Aus dem Norwegischen von Thorsten Alms. Norwegen 1942. Rakel und Jacob Feldmann wagen den mutigen Versuch, vor dem nationalsozialistischen Regime nach Schweden zu fliehen. Doch kurz vor dem Ziel werden sie von ihren eigenen Fluchthelfern ermordet. Nur wenige Wochen darauf gelingt einer anderen jüdischen Familie die Flucht; sie übersteht den Krieg im Exil. Zwei Generationen später entdeckt der Autor Simon Stranger, dass die Schicksale dieser beiden Familien eng miteinander verbunden sind - eine Erkenntnis, die auch seine eigene Familiengeschichte in ein völlig neues Licht rückt.
Rezensionsnotiz zu
Frankfurter Rundschau, 11.07.2025
Rezensentin Katharina Granzin empfindet trotz der Ausschnitthaftigkeit der Historie, die Simon Strangers Buch mit sich bringt, dass die Lektüre sie der Wahrheit näherbringt.

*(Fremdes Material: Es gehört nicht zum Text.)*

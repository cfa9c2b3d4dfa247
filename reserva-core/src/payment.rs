use async_trait::async_trait;
use serde::{Deserialize, Serialize};
use uuid::Uuid;

use crate::EngineResult;
use reserva_domain::payment::PaymentMethod;

#[derive(Debug, Clone, Copy, Serialize, Deserialize, PartialEq, Eq)]
#[serde(rename_all = "SCREAMING_SNAKE_CASE")]
pub enum GatewayStatus {
    Completed,
    Processing,
    Failed,
}

/// What the provider reports back for a charge or refund attempt.
#[derive(Debug, Clone, Serialize, Deserialize)]
pub struct GatewayReceipt {
    pub status: GatewayStatus,
    pub external_reference: Option<String>,
}

/// Adapter over the external payment provider.
///
/// Implementations return `Ok` with a `Failed` receipt for an explicit
/// decline and `Err(EngineError::Payment { retryable: true, .. })` for
/// transport-level failures, so the retry policy only re-attempts the
/// latter.
#[async_trait]
pub trait PaymentGateway: Send + Sync {
    async fn process(
        &self,
        amount_cents: i64,
        method: &PaymentMethod,
        payer_id: Uuid,
    ) -> EngineResult<GatewayReceipt>;

    async fn refund(
        &self,
        external_reference: &str,
        amount_cents: i64,
    ) -> EngineResult<GatewayReceipt>;
}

Stranger legt seinen Text mittels Fotos und Dokumenten als Erzählung über menschliche Schicksale an, als dokumentarischen Roman über einen Mordfall im Jahr 1942, bei dem ein Fluchthelfer einen Polizisten erschießt. Granzin bemerkt die sich kreuzenden Lebensgeschichten, Schauplätze und Details auch aus der Familiengeschichte des Autors, die Stranger so arrangiert, dass der Leser den Eindruck erhält, alles hänge mit allem zusammen.
Rezensionsnotiz zu
Frankfurter Allgemeine Zeitung, 22.03.2025
Als einen außergewöhnlichen Roman, der auf historischen Ereignissen basiert, beschreibt Rezensent Fridtjof Küchemann Simon Strangers Buch. Es beruht auf der Familiengeschichte des Autors: Es geht um zwei Fluchthelfer, die Strangers Großmutter, die vor den Nazis nach Norwegen geflüchtet war, das Leben retteten. Gleichzeitig waren diese Fluchthelfer, Håkon Løvestad und Peder Pedersen, aber auch für den Tod eines jüdischen Ehepaares verantwortlich, das bei ihnen Unterschlupf gefunden hatte. Dieser im Norwegen der Nachkriegszeit viel diskutierte Fall wird im Roman aufgerollt - keineswegs geklärt ist nämlich die Motivlage. Geschickt verknüpft Stranger dabei Fiktion und tatsächliche Historie, lobt der Rezensent, dem zum Beispiel gut gefällt, dass das Buch entlang von Vitrinenbeschriftungen in einem Museum strukturiert ist, wodurch die verschiedenen Ebenen der Erzählung - die Mordgeschichte der Vergangenheit, die Nachforschungen in der Gegenwart - geschickt vermischt werden und die Wahrheit nur langsam ans Licht kommt. Insgesamt alles sehr lesenswert, freut sich Küchemann.